=== PROBLEM ===
Every line in the records below between the one holding "regs[vreg].status = VRegStatus::Clean;" and the one holding "registers are always", inclusive, is to be set down exactly; all other lines are to be left out.

Records from a data source:
impl<B: Backend> RegAlloc<B> {
    pub fn new() -> Self {
        let mut host: Vec<HostSlot> = (0..B::NUM_HOST_REGS).map(|_| HostSlot::empty()).collect();
        // `STATE_PTR_REG` carries `&GuestState` across the whole compiled block (spec §9); it is
        // never available for the allocator to hand out, so every spill/reload can address guest
        // memory off it unconditionally.
        let reserved = STATE_PTR_REG.0 as usize;
        if reserved < host.len() {
            host[reserved].locked = true;
        }
        Self {
            host,
            clock: 0,
            _backend: PhantomData,
        }
    }

    fn tick(&mut self) -> u32 {
        self.clock = self.clock.wrapping_add(1);
        self.clock
    }

    /// Picks an eviction victim: the unlocked host register with the oldest `touched` time. All
    /// locked means every register is pinned by the in-flight instruction, an allocator bug
    /// (spec §4.2 says the allocator never fails to produce a *satisfiable* request, and running
    /// out with everything locked means the mid-layer asked for more simultaneous pins than
    /// exist — a translator bug, not a guest-triggerable condition).
    fn pick_victim(&self) -> usize {
        self.host
            .iter()
            .enumerate()
            .filter(|(_, s)| !s.locked)
            .min_by_key(|(_, s)| s.touched)
            .map(|(i, _)| i)
            .expect("register allocator exhausted: every host register locked simultaneously")
    }

    /// Writes a host register's current contents back to memory for every virtual register it
    /// holds that is `Dirty`, then clears its alias list. Does not touch `Clean`/`InMem` holders
    /// beyond downgrading their bookkeeping, since they owe nothing.
    fn evict(&mut self, regs: &mut [VRegState], buf: &mut Vec<u8>, host_reg: usize) {
        let holders = std::mem::take(&mut self.host[host_reg].holds);
        for &v in &holders {
            if regs[v].status == VRegStatus::Dirty {
                self.writeback(regs, buf, v, host_reg);
            }
            if regs[v].real_reg == host_reg as i16 {
                regs[v].status = VRegStatus::InMem;
                regs[v].real_reg = VRegState::UNALLOCATED;
                regs[v].val = 0;
            }
        }
    }

    /// Emits the store that reconciles virtual register `v`'s dirty bytes back to its canonical
    /// memory slot, honoring the lazy offset (`val`) and partial-dirty-width tracking.
    fn writeback(&mut self, regs: &mut [VRegState], buf: &mut Vec<u8>, v: usize, host_reg: usize) {
        let r = &regs[v];
        match r.needflush {
            NeedFlush::Scratch => {}
            NeedFlush::Handler => {
                // No ordinary memory slot; the caller (mid-layer) is responsible for routing
                // this virtual register's writeback through its recovery handler instead.
            }
            NeedFlush::ToMem => {
                debug_assert!(r.mem_offset >= 0, "ToMem vreg with no memory slot");
                let size = match r.dirtysize {
                    1 => Size::B,
                    2 => Size::W,
                    _ => Size::L,
                };
                let host = GpReg(host_reg as u8);
                if r.val != 0 {
                    // The true value is host_reg + val; realize it into the register before the
                    // store rather than teaching the store path about the offset.
                    let _ = x86_64::emit_alu_ri(buf, x86_64::AluOp::Add, Size::L, host, r.val as i64);
                }
                x86_64::emit_mov_mr(buf, size, Mem::disp(STATE_PTR_REG, r.mem_offset), host);
                if r.val != 0 {
                    let _ = x86_64::emit_alu_ri(buf, x86_64::AluOp::Sub, Size::L, host, r.val as i64);
                }
            }
        }
        regs[v].dirtysize = 0;
    }

    fn alloc_free_reg(&mut self, regs: &mut [VRegState], buf: &mut Vec<u8>) -> usize {
        if let Some(free) = self.host.iter().position(|s| s.holds.is_empty() && !s.locked) {
            return free;
        }
        let victim = self.pick_victim();
        self.evict(regs, buf, victim);
        victim
    }

    /// `readreg`: returns a host register holding at least `size` valid low bytes of `vreg`,
    /// locking it against eviction until [`Self::unlock`] is called.
    pub fn readreg(
        &mut self,
        regs: &mut [VRegState],
        buf: &mut Vec<u8>,
        vreg: usize,
        size: Size,
    ) -> Result<GpReg, CompileError> {
        if regs[vreg].is_allocated() {
            let host_reg = regs[vreg].real_reg as usize;
            if regs[vreg].val != 0 {
                // Realize a pending offset before handing out the register for general use;
                // only writereg-style lazy updates are allowed to leave it outstanding.
                let delta = regs[vreg].val;
                let host = GpReg(host_reg as u8);
                let _ = x86_64::emit_alu_ri(buf, x86_64::AluOp::Add, Size::L, host, delta as i64);
                regs[vreg].val = 0;
                regs[vreg].validsize = 4;
            }
            if (regs[vreg].validsize as u32) < size.bits() / 8 {
                self.widen(regs, buf, vreg, size);
            }
            self.host[host_reg].locked = true;
            self.host[host_reg].touched = self.tick();
            return Ok(GpReg(host_reg as u8));
        }

        let host_reg = self.alloc_free_reg(regs, buf);
        let host = GpReg(host_reg as u8);

        match regs[vreg].status {
            VRegStatus::IsConst => {
                x86_64::emit_mov_ri(buf, Size::L, host, regs[vreg].val as i64)
                    .map_err(|_| CompileError::AllocatorInfeasible)?;
                regs[vreg].val = 0;
            }
            VRegStatus::InMem | VRegStatus::Undef => {
                debug_assert!(regs[vreg].mem_offset >= 0, "InMem vreg with no memory slot");
                x86_64::emit_mov_rm(buf, Size::L, host, Mem::disp(STATE_PTR_REG, regs[vreg].mem_offset));
            }
            VRegStatus::Clean | VRegStatus::Dirty => unreachable!("already handled by is_allocated branch"),
        }

        regs[vreg].status = VRegStatus::Clean;
        regs[vreg].real_reg = host_reg as i16;
        regs[vreg].validsize = 4;
        self.host[host_reg].holds.push(vreg);
        self.host[host_reg].locked = true;
        self.host[host_reg].touched = self.tick();
        let _ = size;
        Ok(host)
    }

    fn widen(&mut self, regs: &mut [VRegState], buf: &mut Vec<u8>, vreg: usize, size: Size) {
        let host_reg = regs[vreg].real_reg as usize;
        let host = GpReg(host_reg as u8);
        debug_assert!(regs[vreg].mem_offset >= 0);
        // Reload the full width from memory; any as-yet-unflushed dirty low bytes are still in
        // the register and untouched by a same-register load of the wider memory image... in
        // practice this path is only reached for Clean registers (Dirty registers are always
        // validsize 4 because partial writes immediately widen on write, see `rmw`).
        debug_assert_eq!(regs[vreg].status, VRegStatus::Clean);
        x86_64::emit_mov_rm(buf, Size::L, host, Mem::disp(STATE_PTR_REG, regs[vreg].mem_offset));
        regs[vreg].validsize = 4;
        let _ = size;
    }

    /// `writereg`: returns a host register to overwrite wholesale at `size`; the old contents
    /// are not preserved. Marks the virtual register dirty at `size` once the caller has emitted
    /// the defining instruction.
    pub fn writereg(
        &mut self,
        regs: &mut [VRegState],
        buf: &mut Vec<u8>,
        vreg: usize,
        size: Size,
    ) -> Result<GpReg, CompileError> {
        let host_reg = if regs[vreg].is_allocated() {
            regs[vreg].real_reg as usize
        } else {
            let hr = self.alloc_free_reg(regs, buf);
            regs[vreg].real_reg = hr as i16;
            self.host[hr].holds.push(vreg);
            hr
        };

        // A fresh write invalidates every other alias of this host register, since they no
        // longer reflect what the register is about to hold.
        let others: Vec<usize> = self.host[host_reg]
            .holds
            .iter()
            .copied()
            .filter(|&v| v != vreg)
            .collect();
        for v in others {
            regs[v].status = VRegStatus::InMem;
            regs[v].real_reg = VRegState::UNALLOCATED;
        }
        self.host[host_reg].holds = vec![vreg];

        regs[vreg].status = VRegStatus::Dirty;
        regs[vreg].val = 0;
        regs[vreg].validsize = (size.bits() / 8) as u8;
        regs[vreg].dirtysize = (size.bits() / 8) as u8;

        self.host[host_reg].locked = true;
        self.host[host_reg].touched = self.tick();
        Ok(GpReg(host_reg as u8))
    }

    /// `rmw`: read-modify-write. Ensures `rsize` valid bits are loaded (like `readreg`), then
    /// marks `wsize` bits dirty once the caller's instruction has run (like `writereg`), without
    /// dropping validity of bits between `rsize` and `wsize` the way a fresh `writereg` would.
    pub fn rmw(
        &mut self,
        regs: &mut [VRegState],
        buf: &mut Vec<u8>,
        vreg: usize,
        wsize: Size,
        rsize: Size,
    ) -> Result<GpReg, CompileError> {
        let host = self.readreg(regs, buf, vreg, rsize)?;
        let host_reg = host.0 as usize;
        regs[vreg].status = VRegStatus::Dirty;
        regs[vreg].dirtysize = regs[vreg].dirtysize.max((wsize.bits() / 8) as u8);
        regs[vreg].validsize = regs[vreg].validsize.max((wsize.bits() / 8) as u8);
        self.host[host_reg].touched = self.tick();
        Ok(host)
    }

    /// `readreg_specific`: like `readreg`, but demands a particular host register (used for
    /// fixed-register calling conventions around calls into the memory-access callbacks and
    /// interpreter fallback). Evicts whatever currently occupies `wanted` if necessary.
    pub fn readreg_specific(
        &mut self,
        regs: &mut [VRegState],
        buf: &mut Vec<u8>,
        vreg: usize,
        size: Size,
        wanted: GpReg,
    ) -> Result<(), CompileError> {
        let wanted_idx = wanted.0 as usize;
        if regs[vreg].is_allocated() && regs[vreg].real_reg as usize == wanted_idx {
            self.host[wanted_idx].locked = true;
            self.host[wanted_idx].touched = self.tick();
            return Ok(());
        }

        if !self.host[wanted_idx].holds.is_empty() {
            self.evict(regs, buf, wanted_idx);
        }

        let current = self.readreg(regs, buf, vreg, size)?;
        if current != wanted {
            x86_64::emit_mov_rr(buf, size, wanted, current);
            self.unlock(current);
            self.host[wanted_idx].holds = vec![vreg];
            self.host[wanted_idx].locked = true;
            self.host[wanted_idx].touched = self.tick();
            regs[vreg].real_reg = wanted_idx as i16;
        }
        Ok(())
    }

    /// `writereg_specific`: like `writereg`, pinned to a particular host register.
    pub fn writereg_specific(
        &mut self,
        regs: &mut [VRegState],
        buf: &mut Vec<u8>,
        vreg: usize,
        size: Size,
        wanted: GpReg,
    ) -> Result<(), CompileError> {
        let wanted_idx = wanted.0 as usize;
        if !self.host[wanted_idx].holds.is_empty()
            && self.host[wanted_idx].holds != vec![vreg]
        {
            self.evict(regs, buf, wanted_idx);
        }
        regs[vreg].real_reg = wanted_idx as i16;
        self.host[wanted_idx].holds = vec![vreg];
        let _ = self.writereg(regs, buf, vreg, size)?;
        Ok(())
    }

    /// Releases the lock `readreg`/`writereg` placed on a host register, making it eligible for
    /// eviction again. Does not change its contents or ownership.
    pub fn unlock(&mut self, host_reg: GpReg) {
        self.host[host_reg.0 as usize].locked = false;
    }

    /// `flush`: writes back every dirty virtual register to memory. Called at block exits and
    /// ahead of calls into untranslated code, where nothing can be assumed about which host
    /// registers survive.
    pub fn flush(&mut self, regs: &mut [VRegState], buf: &mut Vec<u8>) {
        for host_reg in 0..self.host.len() {
            let holders = self.host[host_reg].holds.clone();
            for v in holders {
                if regs[v].status == VRegStatus::Dirty {
                    self.writeback(regs, buf, v, host_reg);
                    regs[v].status = VRegStatus::Clean;
                }
            }
        }
    }

    /// `forget_about`: drops any host-register association for `vreg` without writeback, used
    /// when the compile handler has proven the virtual register's current value is dead (e.g.
    /// the destination of a MOVE whose source is about to overwrite it).
    pub fn forget_about(&mut self, regs: &mut [VRegState], vreg: usize) {
        if regs[vreg].is_allocated() {
            let host_reg = regs[vreg].real_reg as usize;
            self.host[host_reg].holds.retain(|&v| v != vreg);
        }
        regs[vreg].status = VRegStatus::Undef;
        regs[vreg].real_reg = VRegState::UNALLOCATED;
        regs[vreg].val = 0;
        regs[vreg].validsize = 4;
        regs[vreg].dirtysize = 0;
    }

    /// Offset propagation (spec §4.2): absorbs `delta` into a live full-width Clean/Dirty
    /// virtual register's lazy offset instead of emitting an `add` immediately, returning `true`
    /// if it could. ADDQ/SUBQ to an address register that is never read before its next write
    /// can skip code generation entirely this way.
    pub fn add_offset(&mut self, regs: &mut [VRegState], vreg: usize, delta: i32) -> bool {
        if !regs[vreg].is_allocated() || regs[vreg].validsize != 4 {
            return false;
        }
        regs[vreg].val = regs[vreg].val.wrapping_add(delta);
        regs[vreg].status = VRegStatus::Dirty;
        regs[vreg].dirtysize = 4;
        true
    }
}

=== FINISHED TASK ===
        regs[vreg].status = VRegStatus::Clean;
        regs[vreg].real_reg = host_reg as i16;
        regs[vreg].validsize = 4;
        self.host[host_reg].holds.push(vreg);
        self.host[host_reg].locked = true;
        self.host[host_reg].touched = self.tick();
        let _ = size;
        Ok(host)
    }

    fn widen(&mut self, regs: &mut [VRegState], buf: &mut Vec<u8>, vreg: usize, size: Size) {
        let host_reg = regs[vreg].real_reg as usize;
        let host = GpReg(host_reg as u8);
        debug_assert!(regs[vreg].mem_offset >= 0);
        // Reload the full width from memory; any as-yet-unflushed dirty low bytes are still in
        // the register and untouched by a same-register load of the wider memory image... in
        // practice this path is only reached for Clean registers (Dirty registers are always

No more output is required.